Gallup's U.S. underemployment measure combines the unemployed with those working part time but looking for full-time work. Underemployment among 18- to 29-year-olds has hovered around 30% for most of the past year, showing no real improvement. Underemployment among all Americans has declined over the past year to 18.2% in April from 19.3% in April 2011.
Young adults were more than twice as likely as those in older age groups to be underemployed in April. Underemployment in April was 14.0% among those aged 30 to 49, 13.6% among those aged 50 to 64, and 12.7% among those 65 or older.
Unemployment Also Remains Stubbornly High Among Young Adults
Unemployment among young adults, as measured by Gallup without seasonal adjustment, increased to 13.6% in April, up from 12.5% in March and the same as in April 2011. Overall unadjusted unemployment declined slightly to 8.3% in April from 8.4% in March.
Young adults continue to be much more likely than average to be unemployed; their 13.6% rate in April compares with 7.0% in the 30 to 49 age group, 6.2% among those aged 50 to 64, and 4.9% among those 65 or older.

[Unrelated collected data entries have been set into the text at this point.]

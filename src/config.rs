//! Engine configuration loaded from TOML.

use std::path::Path;

use serde::{Deserialize, Serialize};

use crate::error::{ConvoError, ConvoResult};
use crate::language::LanguageSettings;

pub const DEFAULT_MISSING_TRANSLATION_TEXT: &str = "[Missing Translation]";

/// Settings shared by every playback session created from them.
#[derive(Clone, Debug, Deserialize, Serialize, PartialEq)]
#[serde(default)]
pub struct EngineConfig {
    pub default_language: String,
    pub supported_languages: Vec<String>,
    /// Shown in place of text when a line has no usable translation.
    pub missing_translation_text: String,
    /// Seeds random container and branch selection; `None` draws from entropy.
    pub rng_seed: Option<u64>,
    /// Upper bound on instant phase transitions processed in a single tick.
    pub max_steps_per_tick: usize,
}

impl Default for EngineConfig {
    fn default() -> Self {
        Self {
            default_language: "en".to_string(),
            supported_languages: vec!["en".to_string()],
            missing_translation_text: DEFAULT_MISSING_TRANSLATION_TEXT.to_string(),
            rng_seed: None,
            max_steps_per_tick: 4_096,
        }
    }
}

impl EngineConfig {
    /// Loads a config from a TOML file.
    pub fn load(path: &Path) -> ConvoResult<Self> {
        if !path.exists() {
            return Err(ConvoError::ConfigNotFound(path.to_path_buf()));
        }
        let content = std::fs::read_to_string(path)?;
        Self::from_toml(&content)
    }

    pub fn from_toml(content: &str) -> ConvoResult<Self> {
        let config: EngineConfig = toml::from_str(content)?;
        Ok(config)
    }

    /// Saves the config as pretty TOML.
    pub fn save(&self, path: &Path) -> ConvoResult<()> {
        let content = toml::to_string_pretty(self)?;
        std::fs::write(path, content)?;
        Ok(())
    }

    /// Builds the language context, starting on the default language.
    pub fn language_settings(&self) -> LanguageSettings {
        let mut supported = self.supported_languages.clone();
        if !supported
            .iter()
            .any(|code| code.eq_ignore_ascii_case(&self.default_language))
        {
            supported.insert(0, self.default_language.clone());
        }
        LanguageSettings::new(supported, &self.default_language)
    }
}

#[cfg(test)]
#[path = "tests/config_tests.rs"]
mod tests;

(Excerpt) Read more at gallup.com ...
They might be “underemplyed” in their own self-esteem-governed minds, but what do they really know how to do?
I was always underemployed, I never was paid what I thought I should be paid. (sarcasm)
You can see many great examples of this on that “We Are The 99%” website.
“I have a Masters Degree in Art History, and yet the only job I can find is delivering pizza 25 hours per week. What’s the government gonna do to fix this for me?” is pretty typical.